Yep, that's the one. :thumbsup:


----------



## Paulbo (Sep 16, 2004)

scotpens said:


> 21-1/4 inches in 1/96 scale, 28 inches in 1/72 scale, and 34 inches in 1/60 scale.


I'd go for any other them with preference for the 28 or 34 inch version. For this subject I'd likely buy 3 or 4 to get the build just right. (And to make sure I got the evil looking "eyes" lit just right for ramming unsuspecting naval vessels!)

P.S. We have a time traveller in out midst! Geof Boaz is listed with a join date of Dec 1969 - he must have been logging into Hobby Talk via some super-secret government network!


----------



## SUNGOD (Jan 20, 2006)

One thing that was discussed was that the stand could be in the shape of the giant squid. How cool would that be!


----------



## Captain Han Solo (Apr 5, 2002)




----------



## Duck Fink (May 2, 2005)

djnick66 said:


> Not that the Seaview isnt cool... its one of the two greatest cinematic subs of all times...
> 
> Now that we have a super big Seaview... what about a 3' Nautilus to go with her? I know various rights are involved, but other companies make/have made authorized models of the Disney sub. Airfix tooled up their own plastic kit but never issued it. The Airfix one goes well with the little Aurora Seaview. But a big kit.... ooooooooooooohhhhhhhh!

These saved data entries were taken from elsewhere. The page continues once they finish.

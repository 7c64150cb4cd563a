use mint_engine::{
    Address, Amount, CollectionSettings, InMemoryLedger, MintConfig, MintEngine, MintError,
    MintRequest, Role, WhitelistClaim, WhitelistEntry, WhitelistTree,
};
use proptest::prelude::*;

const OWNER: u64 = 1;

fn addr(n: u64) -> Address {
    Address::from_low_u64(n)
}

fn engine(max_supply: u64, mint: MintConfig) -> MintEngine<InMemoryLedger> {
    let settings = CollectionSettings {
        max_supply,
        start_paused: false,
        mint,
        ..CollectionSettings::default()
    };
    MintEngine::new(addr(OWNER), settings, InMemoryLedger::new()).unwrap()
}

/// (tier selector, payer, amount)
fn mint_op() -> impl Strategy<Value = (u8, u64, u64)> {
    (0u8..5, 1u64..6, 0u64..8)
}

proptest! {
    #[test]
    fn prop_minted_never_exceeds_caps(
        max_supply in 1u64..40,
        per_tx in 1u64..6,
        per_address in 1u64..10,
        founder_cap in 1u64..6,
        owner_cap in 1u64..10,
        listed in 1u64..5,
        proof_allocations in proptest::collection::vec(1u64..6, 4),
        ops in proptest::collection::vec(mint_op(), 1..60),
    ) {
        let config = MintConfig {
            price: Amount::from_u64(10),
            founders_price: Amount::from_u64(5),
            whitelist_price: Amount::from_u64(7),
            max_mint_amount: per_tx,
            nft_per_address_limit: per_address,
            owner_nft_limit: owner_cap,
            founder_mint_limit: founder_cap,
            listed_allocation: listed,
        };
        let mut engine = engine(max_supply, config);
        engine.add_founders(addr(OWNER), &[addr(2), addr(3)]).unwrap();
        engine.whitelist_users(addr(OWNER), &[addr(3), addr(4)]).unwrap();

        // addresses 2..=5 hold proof allocations; the owner is left out
        let entries: Vec<_> = proof_allocations
            .iter()
            .enumerate()
            .map(|(i, a)| WhitelistEntry::new(addr(2 + i as u64), *a))
            .collect();
        let tree = WhitelistTree::build(entries).unwrap();
        engine.set_whitelist_root(addr(OWNER), Some(tree.root())).unwrap();

        for (tier, payer, amount) in ops {
            let payer = addr(payer);
            let value = Amount::from_u64(10 * amount);
            let request = match tier {
                0 => MintRequest::owner(payer, amount),
                1 => MintRequest::founder(payer, amount, value),
                2 => MintRequest::whitelist(payer, amount, value, WhitelistClaim::Listed),
                3 => {
                    let claim = match tree.proof_for(&payer) {
                        Some((entry, proof)) => WhitelistClaim::Proof { proof, allocation: entry.allocation },
                        None => WhitelistClaim::Proof { proof: vec![], allocation: amount },
                    };
                    MintRequest::whitelist(payer, amount, value, claim)
                }
                _ => MintRequest::public(payer, amount, value),
            };
            let before = engine.total_minted();
            match engine.mint(request) {
                Ok(receipt) => prop_assert_eq!(engine.total_minted(), before + receipt.token_ids.len() as u64),
                Err(_) => prop_assert_eq!(engine.total_minted(), before),
            }
            prop_assert!(engine.total_minted() <= engine.max_supply());
        }

        for n in 1..6 {
            let counters = engine.counters(&addr(n));
            prop_assert!(counters.owner_minted <= owner_cap);
            prop_assert!(counters.founder_minted <= founder_cap);
            let proof_allocation = tree.proof_for(&addr(n)).map(|(e, _)| e.allocation).unwrap_or(0);
            prop_assert!(counters.whitelist_minted <= listed.max(proof_allocation));
            prop_assert!(counters.public_minted <= per_address);
        }
        prop_assert_eq!(engine.ledger().total_supply(), engine.total_minted());
    }

    #[test]
    fn prop_zero_amount_always_rejected(tier in 0u8..4, payer in 1u64..5) {
        let mut engine = engine(100, MintConfig::default());
        engine.add_founders(addr(OWNER), &[addr(payer)]).unwrap();
        let request = match tier {
            0 => MintRequest::owner(addr(payer), 0),
            1 => MintRequest::founder(addr(payer), 0, Amount::zero()),
            2 => MintRequest::whitelist(addr(payer), 0, Amount::zero(), WhitelistClaim::Listed),
            _ => MintRequest::public(addr(payer), 0, Amount::zero()),
        };
        prop_assert!(matches!(engine.mint(request), Err(MintError::ZeroAmount)));
    }

    #[test]
    fn prop_verify_iff_member(
        allocations in proptest::collection::vec(1u64..10, 1..20),
        outsider in 1000u64..2000,
    ) {
        let entries: Vec<_> = allocations
            .iter()
            .enumerate()
            .map(|(i, a)| WhitelistEntry::new(addr(100 + i as u64), *a))
            .collect();
        let tree = WhitelistTree::build(entries.clone()).unwrap();

        let mut engine = engine(100, MintConfig::default());
        engine.set_whitelist_root(addr(OWNER), Some(tree.root())).unwrap();

        for entry in &entries {
            let (_, proof) = tree.proof_for(&entry.address).unwrap();
            prop_assert!(engine.verify_whitelist(&proof, &entry.address, entry.allocation));
            prop_assert!(!engine.verify_whitelist(&proof, &entry.address, entry.allocation + 1));
            prop_assert!(!engine.verify_whitelist(&proof, &addr(outsider), entry.allocation));
        }
    }

    #[test]
    fn prop_role_grants_are_idempotent(grants in proptest::collection::vec((0u8..3, 2u64..8), 1..30)) {
        let mut engine = engine(100, MintConfig::default());
        for (role, account) in grants {
            let role = match role {
                0 => Role::Owner,
                1 => Role::AuxAdmin,
                _ => Role::Founder,
            };
            engine.grant_role(addr(OWNER), role, addr(account)).unwrap();
            let members = engine.role_members(role);
            engine.grant_role(addr(OWNER), role, addr(account)).unwrap();
            prop_assert_eq!(engine.role_members(role), members);
            prop_assert!(engine.has_role(role, &addr(account)));
        }
    }

    #[test]
    fn prop_payment_below_price_rejected(amount in 1u64..10, short in 1u64..10) {
        let mut engine = engine(100, MintConfig::default());
        let price = engine.price().times(amount);
        let value = price.checked_sub(&Amount::from_u64(short)).unwrap();
        let rejected = matches!(
            engine.mint(MintRequest::public(addr(9), amount, value)),
            Err(MintError::InsufficientFunds { .. })
        );
        prop_assert!(rejected);
        prop_assert!(engine.balance().is_zero());
    }
}
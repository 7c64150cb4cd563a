// collection-crypto/src/address.rs

use crate::{CryptoError, CryptoResult};
use serde::{Deserialize, Deserializer, Serialize, Serializer};
use std::fmt;

/// Account address (20 bytes, Ethereum style)
#[derive(Clone, Copy, PartialEq, Eq, Hash, Ord, PartialOrd)]
pub struct Address([u8; 20]);

impl Address {
    /// Create address from bytes
    pub fn new(bytes: [u8; 20]) -> Self {
        Self(bytes)
    }

    /// Address whose last byte is `n`, handy for fixtures
    pub fn from_low_u64(n: u64) -> Self {
        let mut bytes = [0u8; 20];
        bytes[12..].copy_from_slice(&n.to_be_bytes());
        Self(bytes)
    }

    pub fn as_bytes(&self) -> &[u8; 20] {
        &self.0
    }

    pub fn to_hex(&self) -> String {
        format!("0x{}", hex::encode(self.0))
    }

    pub fn from_hex(s: &str) -> CryptoResult<Self> {
        let s = s.strip_prefix("0x").unwrap_or(s);
        let bytes = hex::decode(s)
            .map_err(|e| CryptoError::InvalidAddress(e.to_string()))?;
        if bytes.len() != 20 {
            return Err(CryptoError::InvalidAddress("Invalid address length".into()));
        }
        let mut arr = [0u8; 20];
        arr.copy_from_slice(&bytes);
        Ok(Self(arr))
    }

    pub fn zero() -> Self {
        Self([0u8; 20])
    }

    pub fn is_zero(&self) -> bool {
        self.0 == [0u8; 20]
    }
}

impl fmt::Debug for Address {
    fn fmt(&self, f: &mut fmt::Formatter<'_>) -> fmt::Result {
        write!(f, "Address({})", self.to_hex())
    }
}

impl fmt::Display for Address {
    fn fmt(&self, f: &mut fmt::Formatter<'_>) -> fmt::Result {
        write!(f, "{}", self.to_hex())
    }
}

impl std::str::FromStr for Address {
    type Err = CryptoError;

    fn from_str(s: &str) -> Result<Self, Self::Err> {
        Self::from_hex(s)
    }
}

impl Serialize for Address {
    fn serialize<S: Serializer>(&self, serializer: S) -> Result<S::Ok, S::Error> {
        serializer.serialize_str(&self.to_hex())
    }
}

impl<'de> Deserialize<'de> for Address {
    fn deserialize<D: Deserializer<'de>>(deserializer: D) -> Result<Self, D::Error> {
        let s = String::deserialize(deserializer)?;
        Address::from_hex(&s).map_err(serde::de::Error::custom)
    }
}
// mint-engine/src/roles.rs

use crate::{MintError, MintResult};
use collection_crypto::Address;
use serde::{Deserialize, Serialize};
use std::collections::{HashMap, HashSet};

/// Privileged roles
#[derive(Debug, Clone, Copy, PartialEq, Eq, Hash, Serialize, Deserialize)]
#[serde(rename_all = "snake_case")]
pub enum Role {
    /// Full control, including supply, treasury and role administration
    Owner,
    /// Configuration admin; may also manage founders
    AuxAdmin,
    /// May mint in the founder tier
    Founder,
}

impl Role {
    /// Whether an auxiliary admin may grant or revoke this role
    pub fn delegable_to_aux_admin(self) -> bool {
        matches!(self, Role::Founder)
    }
}

#[derive(Debug, Clone, Copy, PartialEq, Eq, Serialize, Deserialize)]
#[serde(rename_all = "snake_case")]
pub enum RoleAction {
    Granted,
    Revoked,
}

/// Role membership with set semantics
#[derive(Debug, Clone)]
pub struct RoleRegistry {
    members: HashMap<Role, HashSet<Address>>,
}

impl RoleRegistry {
    /// Create a registry with a single initial owner
    pub fn new(owner: Address) -> Self {
        let mut members = HashMap::new();
        members.insert(Role::Owner, HashSet::from([owner]));
        Self { members }
    }

    pub fn has(&self, role: Role, account: &Address) -> bool {
        self.members
            .get(&role)
            .map(|set| set.contains(account))
            .unwrap_or(false)
    }

    /// Add `account` to `role`. Returns false if it was already a member.
    pub fn grant(&mut self, role: Role, account: Address) -> bool {
        self.members.entry(role).or_default().insert(account)
    }

    /// Remove `account` from `role`. Returns false if it was not a member.
    ///
    /// The last owner cannot be removed.
    pub fn revoke(&mut self, role: Role, account: &Address) -> MintResult<bool> {
        let Some(set) = self.members.get_mut(&role) else {
            return Ok(false);
        };
        if !set.contains(account) {
            return Ok(false);
        }
        if role == Role::Owner && set.len() == 1 {
            return Err(MintError::LastOwner);
        }
        Ok(set.remove(account))
    }

    pub fn count(&self, role: Role) -> usize {
        self.members.get(&role).map(HashSet::len).unwrap_or(0)
    }

    /// Members of `role`, sorted for stable output
    pub fn members(&self, role: Role) -> Vec<Address> {
        let mut out: Vec<Address> = self
            .members
            .get(&role)
            .map(|set| set.iter().copied().collect())
            .unwrap_or_default();
        out.sort();
        out
    }
}
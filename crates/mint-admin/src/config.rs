// mint-admin/src/config.rs
use mint_engine::{Address, CollectionSettings, InMemoryLedger, MintEngine};
use serde::{Deserialize, Serialize};

/// Deployment file: who owns the collection and how it is configured
#[derive(Debug, Clone, Serialize, Deserialize)]
pub struct DeploymentConfig {
    pub owner: Address,
    /// Initial auxiliary admins
    #[serde(default)]
    pub admins: Vec<Address>,
    /// Initial founders
    #[serde(default)]
    pub founders: Vec<Address>,
    pub collection: CollectionSettings,
}

impl Default for DeploymentConfig {
    fn default() -> Self {
        Self {
            owner: Address::from_low_u64(1),
            admins: vec![],
            founders: vec![],
            collection: CollectionSettings::default(),
        }
    }
}

impl DeploymentConfig {
    pub fn from_file(path: &str) -> anyhow::Result<Self> {
        let contents = std::fs::read_to_string(path)?;
        let config = toml::from_str(&contents)?;
        Ok(config)
    }

    pub fn to_file(&self, path: &str) -> anyhow::Result<()> {
        let contents = toml::to_string_pretty(self)?;
        std::fs::write(path, contents)?;
        Ok(())
    }

    /// Stand up an engine over an empty in-memory ledger
    pub fn build_engine(&self) -> anyhow::Result<MintEngine<InMemoryLedger>> {
        let mut engine = MintEngine::new(self.owner, self.collection.clone(), InMemoryLedger::new())?;
        for admin in &self.admins {
            engine.add_admin(self.owner, *admin)?;
        }
        engine.add_founders(self.owner, &self.founders)?;
        Ok(engine)
    }
}
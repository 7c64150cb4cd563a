// collection-crypto/src/abi.rs

//! Leaf encoding for `(address, uint256)` whitelist entries.
//!
//! Matches `abi.encode(address, uint256)`: the address left-padded to a
//! 32-byte word followed by the amount as a big-endian 32-byte word. The leaf
//! is the double Keccak-256 of that encoding.

use crate::{keccak256, Address, Hash};

/// `abi.encode(address, uint256)` for an allocation that fits in a u64
pub fn encode_address_uint(address: &Address, value: u64) -> [u8; 64] {
    let mut out = [0u8; 64];
    out[12..32].copy_from_slice(address.as_bytes());
    out[56..64].copy_from_slice(&value.to_be_bytes());
    out
}

/// Whitelist leaf hash: `keccak256(keccak256(abi.encode(address, allocation)))`
pub fn whitelist_leaf(address: &Address, allocation: u64) -> Hash {
    let encoded = encode_address_uint(address, allocation);
    keccak256(keccak256(&encoded).as_bytes())
}

#[cfg(test)]
mod tests {
    use super::*;

    #[test]
    fn test_encoding_layout() {
        let address = Address::new([0xab; 20]);
        let encoded = encode_address_uint(&address, 0x0102);

        assert!(encoded[..12].iter().all(|b| *b == 0));
        assert!(encoded[12..32].iter().all(|b| *b == 0xab));
        assert!(encoded[32..62].iter().all(|b| *b == 0));
        assert_eq!(encoded[62], 0x01);
        assert_eq!(encoded[63], 0x02);
    }

    #[test]
    fn test_leaf_binds_allocation() {
        let address = Address::from_low_u64(7);
        assert_ne!(whitelist_leaf(&address, 1), whitelist_leaf(&address, 2));
        assert_ne!(
            whitelist_leaf(&address, 1),
            whitelist_leaf(&Address::from_low_u64(8), 1)
        );
    }

    #[test]
    fn test_leaf_matches_standard_merkle_tree() {
        let first = whitelist_leaf(&Address::new([0x11; 20]), 5_000_000_000_000_000_000);
        let second = whitelist_leaf(&Address::new([0x22; 20]), 2_500_000_000_000_000_000);

        assert_eq!(
            first.to_hex(),
            "0xeb02c421cfa48976e66dfb29120745909ea3a0f843456c263cf8f1253483e283"
        );
        assert_eq!(
            second.to_hex(),
            "0xb92c48e9d7abe27fd8dfd6b5dfdbfb1c9a463f80c712b66f3a5180a090cccafc"
        );
        assert_eq!(
            crate::merkle::hash_pair(first, second).to_hex(),
            "0xd4dee0beab2d53f2cc83e567171bd2820e49898130a22622b10ead383e90bd77"
        );
    }
}
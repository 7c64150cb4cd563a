// mint-admin/src/lib.rs

//! Deployment tooling for a minting collection

pub mod config;

pub use config::DeploymentConfig;
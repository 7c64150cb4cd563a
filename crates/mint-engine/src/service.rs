// mint-engine/src/service.rs

//! Shared handle for hosts that drive one engine from many tasks.
//!
//! All writes go through one lock, so admission decisions are made against
//! a state no other mint can interleave with.

use crate::{
    engine::{MintEngine, MintReceipt, MintRequest, Quote},
    ledger::{TokenId, TokenLedger},
    supply::SupplySnapshot,
    MintResult,
};
use std::sync::Arc;
use tokio::sync::RwLock;

pub struct MintService<L: TokenLedger> {
    engine: Arc<RwLock<MintEngine<L>>>,
}

impl<L: TokenLedger> Clone for MintService<L> {
    fn clone(&self) -> Self {
        Self {
            engine: Arc::clone(&self.engine),
        }
    }
}

impl<L: TokenLedger> MintService<L> {
    pub fn new(engine: MintEngine<L>) -> Self {
        Self {
            engine: Arc::new(RwLock::new(engine)),
        }
    }

    pub async fn mint(&self, request: MintRequest) -> MintResult<MintReceipt> {
        self.engine.write().await.mint(request)
    }

    pub async fn quote(&self, request: &MintRequest) -> MintResult<Quote> {
        self.engine.read().await.quote(request)
    }

    pub async fn token_uri(&self, token_id: TokenId) -> MintResult<String> {
        self.engine.read().await.token_uri(token_id)
    }

    pub async fn supply_snapshot(&self) -> SupplySnapshot {
        self.engine.read().await.supply_snapshot()
    }

    /// Run an admin operation under the write lock
    pub async fn execute<T, F>(&self, op: F) -> MintResult<T>
    where
        F: FnOnce(&mut MintEngine<L>) -> MintResult<T>,
    {
        let mut engine = self.engine.write().await;
        op(&mut engine)
    }

    /// Run a query under the read lock
    pub async fn read<T, F>(&self, op: F) -> T
    where
        F: FnOnce(&MintEngine<L>) -> T,
    {
        let engine = self.engine.read().await;
        op(&engine)
    }

    pub fn engine(&self) -> &Arc<RwLock<MintEngine<L>>> {
        &self.engine
    }
}

#[cfg(test)]
mod tests {
    use super::*;
    use crate::{config::CollectionSettings, ledger::InMemoryLedger, types::Amount};
    use collection_crypto::Address;

    #[tokio::test]
    async fn test_service_roundtrip() {
        let owner = Address::from_low_u64(1);
        let engine = MintEngine::new(owner, CollectionSettings::default(), InMemoryLedger::new()).unwrap();
        let service = MintService::new(engine);

        let request = MintRequest::public(Address::from_low_u64(2), 1, Amount::from_ether_str("0.02").unwrap());
        assert!(service.mint(request.clone()).await.is_err());

        service.execute(|e| e.pause(owner, false)).await.unwrap();
        let receipt = service.clone().mint(request).await.unwrap();
        assert_eq!(receipt.token_ids, vec![1]);

        assert_eq!(service.supply_snapshot().await.minted, 1);
        assert!(!service.read(|e| e.is_paused()).await);
    }
}
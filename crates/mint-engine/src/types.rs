// mint-engine/src/types.rs

use crate::{MintError, MintResult};
use num_bigint::BigUint;
use num_traits::Zero;
use serde::{Deserialize, Deserializer, Serialize, Serializer};
use std::str::FromStr;

/// Decimals of the native currency (1 ether = 10^18 wei)
pub const NATIVE_DECIMALS: usize = 18;

/// Currency amount in the smallest unit (wei).
///
/// Serialized as a decimal string so configuration files can hold values
/// larger than a TOML integer.
#[derive(Debug, Clone, PartialEq, Eq, PartialOrd, Ord, Hash, Default)]
pub struct Amount(BigUint);

impl Amount {
    pub fn new(value: BigUint) -> Self {
        Self(value)
    }

    pub fn zero() -> Self {
        Self(BigUint::zero())
    }

    pub fn from_u64(value: u64) -> Self {
        Self(BigUint::from(value))
    }

    pub fn from_u128(value: u128) -> Self {
        Self(BigUint::from(value))
    }

    /// Parse a decimal ether string such as `"0.02"` into wei
    pub fn from_ether_str(s: &str) -> MintResult<Self> {
        let s = s.trim();
        let (whole, fraction) = match s.split_once('.') {
            Some((w, f)) => (w, f),
            None => (s, ""),
        };

        if whole.is_empty() && fraction.is_empty() {
            return Err(MintError::InvalidAmount(format!("'{}' is empty", s)));
        }
        if !whole.chars().chain(fraction.chars()).all(|c| c.is_ascii_digit()) {
            return Err(MintError::InvalidAmount(format!("'{}' is not a decimal number", s)));
        }
        if fraction.len() > NATIVE_DECIMALS {
            return Err(MintError::InvalidAmount(format!(
                "'{}' has more than {} decimals", s, NATIVE_DECIMALS
            )));
        }

        let digits = format!(
            "{}{}{}",
            whole,
            fraction,
            "0".repeat(NATIVE_DECIMALS - fraction.len())
        );
        let digits = digits.trim_start_matches('0');
        if digits.is_empty() {
            return Ok(Self::zero());
        }

        BigUint::from_str(digits)
            .map(Self)
            .map_err(|e| MintError::InvalidAmount(e.to_string()))
    }

    pub fn inner(&self) -> &BigUint {
        &self.0
    }

    pub fn is_zero(&self) -> bool {
        self.0.is_zero()
    }

    pub fn checked_add(&self, other: &Amount) -> Option<Amount> {
        Some(Amount(&self.0 + &other.0))
    }

    pub fn checked_sub(&self, other: &Amount) -> Option<Amount> {
        if self.0 < other.0 {
            None
        } else {
            Some(Amount(&self.0 - &other.0))
        }
    }

    /// Unit price times quantity
    pub fn times(&self, quantity: u64) -> Amount {
        Amount(&self.0 * BigUint::from(quantity))
    }
}

impl std::fmt::Display for Amount {
    fn fmt(&self, f: &mut std::fmt::Formatter<'_>) -> std::fmt::Result {
        write!(f, "{}", self.0)
    }
}

impl FromStr for Amount {
    type Err = MintError;

    /// Parse a decimal wei string
    fn from_str(s: &str) -> Result<Self, Self::Err> {
        BigUint::from_str(s.trim())
            .map(Self)
            .map_err(|e| MintError::InvalidAmount(format!("'{}': {}", s, e)))
    }
}

impl Serialize for Amount {
    fn serialize<S: Serializer>(&self, serializer: S) -> Result<S::Ok, S::Error> {
        serializer.serialize_str(&self.0.to_string())
    }
}

impl<'de> Deserialize<'de> for Amount {
    fn deserialize<D: Deserializer<'de>>(deserializer: D) -> Result<Self, D::Error> {
        let s = String::deserialize(deserializer)?;
        Amount::from_str(&s).map_err(serde::de::Error::custom)
    }
}

#[cfg(test)]
mod tests {
    use super::*;

    #[test]
    fn test_amount_arithmetic() {
        let a = Amount::from_u64(100);
        let b = Amount::from_u64(50);

        let sum = a.checked_add(&b).unwrap();
        assert_eq!(sum, Amount::from_u64(150));

        let diff = sum.checked_sub(&b).unwrap();
        assert_eq!(diff, Amount::from_u64(100));
        assert_eq!(b.times(3), Amount::from_u64(150));
    }

    #[test]
    fn test_amount_underflow() {
        let a = Amount::from_u64(50);
        let b = Amount::from_u64(100);

        assert!(a.checked_sub(&b).is_none());
    }

    #[test]
    fn test_from_ether_str() {
        assert_eq!(
            Amount::from_ether_str("0.02").unwrap(),
            Amount::from_u64(20_000_000_000_000_000)
        );
        assert_eq!(
            Amount::from_ether_str("2.5").unwrap(),
            Amount::from_u64(2_500_000_000_000_000_000)
        );
        assert_eq!(
            Amount::from_ether_str("100").unwrap(),
            Amount::from_u128(100_000_000_000_000_000_000)
        );
        assert!(Amount::from_ether_str("0.0").unwrap().is_zero());
        assert!(Amount::from_ether_str(".5").is_ok());
    }

    #[test]
    fn test_from_ether_str_rejects_garbage() {
        assert!(Amount::from_ether_str("").is_err());
        assert!(Amount::from_ether_str("1.2.3").is_err());
        assert!(Amount::from_ether_str("-1").is_err());
        assert!(Amount::from_ether_str("0.0000000000000000001").is_err());
    }

    #[test]
    fn test_amount_serde_as_string() {
        let amount = Amount::from_ether_str("0.01").unwrap();
        let json = serde_json::to_string(&amount).unwrap();
        assert_eq!(json, "\"10000000000000000\"");
        let back: Amount = serde_json::from_str(&json).unwrap();
        assert_eq!(back, amount);
    }
}
// mint-engine/src/engine.rs

use crate::{
    config::{ensure_positive, CollectionSettings, MintConfig},
    events::{ConfigField, EngineEvent, EventLog, Outcome},
    ledger::{TokenId, TokenLedger},
    reveal::{Gates, MetadataUris},
    roles::{Role, RoleAction, RoleRegistry},
    supply::{Payout, SupplyLedger, SupplySnapshot, Treasury},
    types::Amount,
    whitelist::Whitelist,
    MintError, MintResult,
};
use collection_crypto::{Address, Hash};
use serde::{Deserialize, Serialize};
use std::collections::HashMap;

/// Eligibility class of a mint
#[derive(Debug, Clone, Copy, PartialEq, Eq, Hash, Serialize, Deserialize)]
#[serde(rename_all = "snake_case")]
pub enum TierKind {
    Owner,
    Founder,
    Whitelist,
    Public,
}

/// How a whitelist minter proves eligibility
#[derive(Debug, Clone, PartialEq, Eq)]
pub enum WhitelistClaim {
    /// Merkle proof of `(payer, allocation)` against the current root
    Proof { proof: Vec<Hash>, allocation: u64 },
    /// Payer is on the explicit address list
    Listed,
}

/// Tier selector with tier-specific payload
#[derive(Debug, Clone, PartialEq, Eq)]
pub enum MintTier {
    Owner,
    Founder,
    Whitelist(WhitelistClaim),
    Public,
}

impl MintTier {
    pub fn kind(&self) -> TierKind {
        match self {
            MintTier::Owner => TierKind::Owner,
            MintTier::Founder => TierKind::Founder,
            MintTier::Whitelist(_) => TierKind::Whitelist,
            MintTier::Public => TierKind::Public,
        }
    }
}

/// A single mint call
#[derive(Debug, Clone)]
pub struct MintRequest {
    /// Caller; pays and is checked for eligibility
    pub payer: Address,
    /// Receives the tokens
    pub recipient: Address,
    pub amount: u64,
    /// Attached payment (wei)
    pub value: Amount,
    pub tier: MintTier,
}

impl MintRequest {
    /// Request minting to the payer's own address
    pub fn new(tier: MintTier, payer: Address, amount: u64, value: Amount) -> Self {
        Self {
            payer,
            recipient: payer,
            amount,
            value,
            tier,
        }
    }

    pub fn public(payer: Address, amount: u64, value: Amount) -> Self {
        Self::new(MintTier::Public, payer, amount, value)
    }

    pub fn owner(payer: Address, amount: u64) -> Self {
        Self::new(MintTier::Owner, payer, amount, Amount::zero())
    }

    pub fn founder(payer: Address, amount: u64, value: Amount) -> Self {
        Self::new(MintTier::Founder, payer, amount, value)
    }

    pub fn whitelist(payer: Address, amount: u64, value: Amount, claim: WhitelistClaim) -> Self {
        Self::new(MintTier::Whitelist(claim), payer, amount, value)
    }

    /// Deliver to someone else; the payer must be their approved operator
    pub fn to(mut self, recipient: Address) -> Self {
        self.recipient = recipient;
        self
    }
}

/// Units minted by one address, per tier
#[derive(Debug, Clone, Copy, Default, PartialEq, Eq, Serialize, Deserialize)]
pub struct AddressMintCounters {
    pub owner_minted: u64,
    pub founder_minted: u64,
    pub whitelist_minted: u64,
    pub public_minted: u64,
}

impl AddressMintCounters {
    pub fn get(&self, tier: TierKind) -> u64 {
        match tier {
            TierKind::Owner => self.owner_minted,
            TierKind::Founder => self.founder_minted,
            TierKind::Whitelist => self.whitelist_minted,
            TierKind::Public => self.public_minted,
        }
    }

    fn add(&mut self, tier: TierKind, amount: u64) {
        let slot = match tier {
            TierKind::Owner => &mut self.owner_minted,
            TierKind::Founder => &mut self.founder_minted,
            TierKind::Whitelist => &mut self.whitelist_minted,
            TierKind::Public => &mut self.public_minted,
        };
        *slot += amount;
    }
}

/// Outcome of a successful evaluation
#[derive(Debug, Clone, PartialEq, Eq)]
pub struct Quote {
    pub tier: TierKind,
    pub price: Amount,
    pub remaining_supply: u64,
}

/// Result of an admitted mint
#[derive(Debug, Clone, PartialEq, Eq)]
pub struct MintReceipt {
    pub tier: TierKind,
    pub token_ids: Vec<TokenId>,
    pub price: Amount,
    pub paid: Amount,
}

/// Collection state plus every operation on it.
///
/// Mutating operations take `&mut self` and either apply completely or
/// return an error without touching state.
pub struct MintEngine<L: TokenLedger> {
    name: String,
    symbol: String,
    roles: RoleRegistry,
    whitelist: Whitelist,
    config: MintConfig,
    gates: Gates,
    metadata: MetadataUris,
    supply: SupplyLedger,
    treasury: Treasury,
    counters: HashMap<Address, AddressMintCounters>,
    events: EventLog,
    ledger: L,
}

AAWWWWWWYEEEAAHHHHHHH..... I gotta say the same thing, the seaview is a cool sub but as far as _THE_ COOLEST sub.......you hit the nail right on the head, DJNICK!!


----------



## seaQuest (Jan 12, 2003)

And, here I thought this thread would be about...

well...

seaQuest DSV!

Lessee, a 1,007 ft.-long submarine in 1/72 scale...:freak:


----------



## Argonaut (Feb 11, 2007)

Much as I love the Disney Nautilus (I have the Disney replica) I would
also love to see someone make a kit of the ship as described by Verne
in the novel. A cut away hull would be nice too on such a kit.


----------



## Zombie_61 (Apr 21, 2004)

kit-junkie said:


> I'd love to see the Nautilus done, but not in a larger scale. Some of us just don't have the space for many large kits.


A-MEN! The trend in larger kits does nothing for me.


----------



## Dar (Apr 20, 2007)

Would love to see the Nautilis from The League of Extraordinary gentleman.

I know the movie was not loved (I liked it though) but the Nautilis in that film was one of the nicest I have ever seen.


----------



## SUNGOD (Jan 20, 2006)

Dar said:


> Would love to see the Nautilis from The League of Extraordinary gentleman.
> 
> I know the movie was not loved (I liked it though) but the Nautilis in that film was one of the nicest I have ever seen.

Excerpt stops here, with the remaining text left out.